谢砚修踉跄起身,快步朝外走去,消失在长廊尽头。
【惨哦,他恐怕没想到,好不容易求来了一线生机,却还是没办法救回族人。】
系统叹息一声。
原书楚清和就是故意宽恕谢氏,故意看他在差一点救回族人的痛苦里挣扎。
清和却一点儿也不可怜他,淡淡道:
“那是他的命,不经历此灭族之痛,如何激发他的潜能推翻楚氏,成为一代明君呢?”
【也是,正是因为族人惨死的恨意,才支撑他活下来,潜伏在你身边,推翻楚氏暴政。】
……
当谢砚修与芷穗踏入阴冷的地牢时,浓重的血腥味扑面而来。
青石地面上横七竖八地倒着谢氏族人,暗红的血迹在砖缝间蜿蜒成河。
谢砚修踉跄着扑向最前方的老者,
“祖父……”
他的声音支离破碎,指尖颤抖着触碰老者的鼻息,尚有余温,却已没了气息。
“怎么会这样……”
芷穗皱眉问:“怎么回事?”
“是陛下派人来处决他们的。
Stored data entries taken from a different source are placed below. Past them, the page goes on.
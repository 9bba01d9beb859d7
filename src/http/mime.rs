//! Static file extension to MIME type table.

/// Content type used when the extension is not in the table.
pub const FALLBACK: &str = "plain/text";

// Sorted by extension. Extensions with several registered types list all of
// them; they are joined with `,` on lookup.
static TABLE: &[(&str, &[&str])] = &[
    (".aac", &["audio/aac"]),
    (".avi", &["video/x-msvideo"]),
    (".bin", &["application/octet-stream"]),
    (".bmp", &["image/bmp"]),
    (".css", &["text/css"]),
    (".csv", &["text/csv"]),
    (".gif", &["image/gif"]),
    (".gz", &["application/gzip"]),
    (".htm", &["text/html"]),
    (".html", &["text/html"]),
    (".ico", &["image/vnd.microsoft.icon"]),
    (".jpeg", &["image/jpeg"]),
    (".jpg", &["image/jpeg"]),
    (".js", &["text/javascript"]),
    (".json", &["application/json"]),
    (".md", &["text/markdown"]),
    (".mjs", &["text/javascript"]),
    (".mp3", &["audio/mpeg"]),
    (".mp4", &["video/mp4"]),
    (".mpeg", &["video/mpeg"]),
    (".oga", &["audio/ogg"]),
    (".ogv", &["video/ogg"]),
    (".otf", &["font/otf"]),
    (".pdf", &["application/pdf"]),
    (".png", &["image/png", "image/x-citrix-png", "image/x-png"]),
    (".svg", &["image/svg+xml"]),
    (".tar", &["application/x-tar"]),
    (".tif", &["image/tiff"]),
    (".tiff", &["image/tiff"]),
    (".ttf", &["font/ttf"]),
    (".txt", &["text/plain"]),
    (".wasm", &["application/wasm"]),
    (".wav", &["audio/wav"]),
    (".weba", &["audio/webm"]),
    (".webm", &["video/webm"]),
    (".webp", &["image/webp"]),
    (".woff", &["font/woff"]),
    (".woff2", &["font/woff2"]),
    (".xml", &["application/xml"]),
    (".zip", &["application/zip"]),
];

/// Looks up the MIME types for an extension such as `.png` (case-insensitive).
pub fn lookup(extension: &str) -> Option<String> {
    let extension = extension.to_ascii_lowercase();
    TABLE
        .binary_search_by(|(ext, _)| (*ext).cmp(extension.as_str()))
        .ok()
        .map(|i| TABLE[i].1.join(","))
}

/// Content type for a file name, based on its last extension.
pub fn content_type_for(file_name: &str) -> String {
    file_name
        .rfind('.')
        .and_then(|i| lookup(&file_name[i..]))
        .unwrap_or_else(|| FALLBACK.to_string())
}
”
“何时来的?”
“一刻钟前,陛下的人刚走。”
看着驸马跪在血泊中颤抖的背影,芷穗到底于心不忍。
殿下分明已开恩赦免,偏偏……她望着地上尚未干涸的血迹,只觉造化弄人。
只差一点。
芷穗皱了皱眉,也不知道该怪谁。
不过,肯定不是殿下的错,殿下已经饶恕他们一命了,是他们自己没命活。
只是殿下与驸马之间,注定会有了裂痕。
谢砚修颤抖的手指触到祖父冰冷的掌心,一张染血的宣纸飘然而落。
他展开那张被攥得皱褶的认罪书,墨迹犹新,字字诛心——
“臣等甘愿认罪伏法唯求长公主,念在与砚修多年夫妻的份上,留砚修一命,刺杀一时,砚修并不知情,他对长公主,情意深重,望长公主莫要迁怒于他。”
“糊涂…祖父,殿下已经赦免你们了,你们何必……”
他喉间涌上腥甜,他身形一晃,大口鲜血喷涌而出,在认罪书上绽开触目惊心的红梅。
芷穗箭步上前接住他倾倒的身躯,触手尽是冰凉。
“快传太医——驸马呕血昏厥了——”
沾血的认罪书从谢砚修指间滑落,轻飘飘地覆在谢丞相再也不会睁开的眼睛上。
地牢外忽来骤雨,仿佛上天也在为这场阴差阳错的悲剧恸哭。
谢砚修昏迷时,嘴里还念着:“祖父…殿下赦免我们了…不要…”
……
芷穗赶紧传太医救治。
“驸马刀伤入肺腑,郁结攻心,能不能活,也只能尽人事听天命了。”
太医们个个摇摇头。
芷穗抿唇不语,命人备好软轿,亲自护送昏迷的驸马回府。
踏入正殿时,芷穗呈上那封染血的认罪书。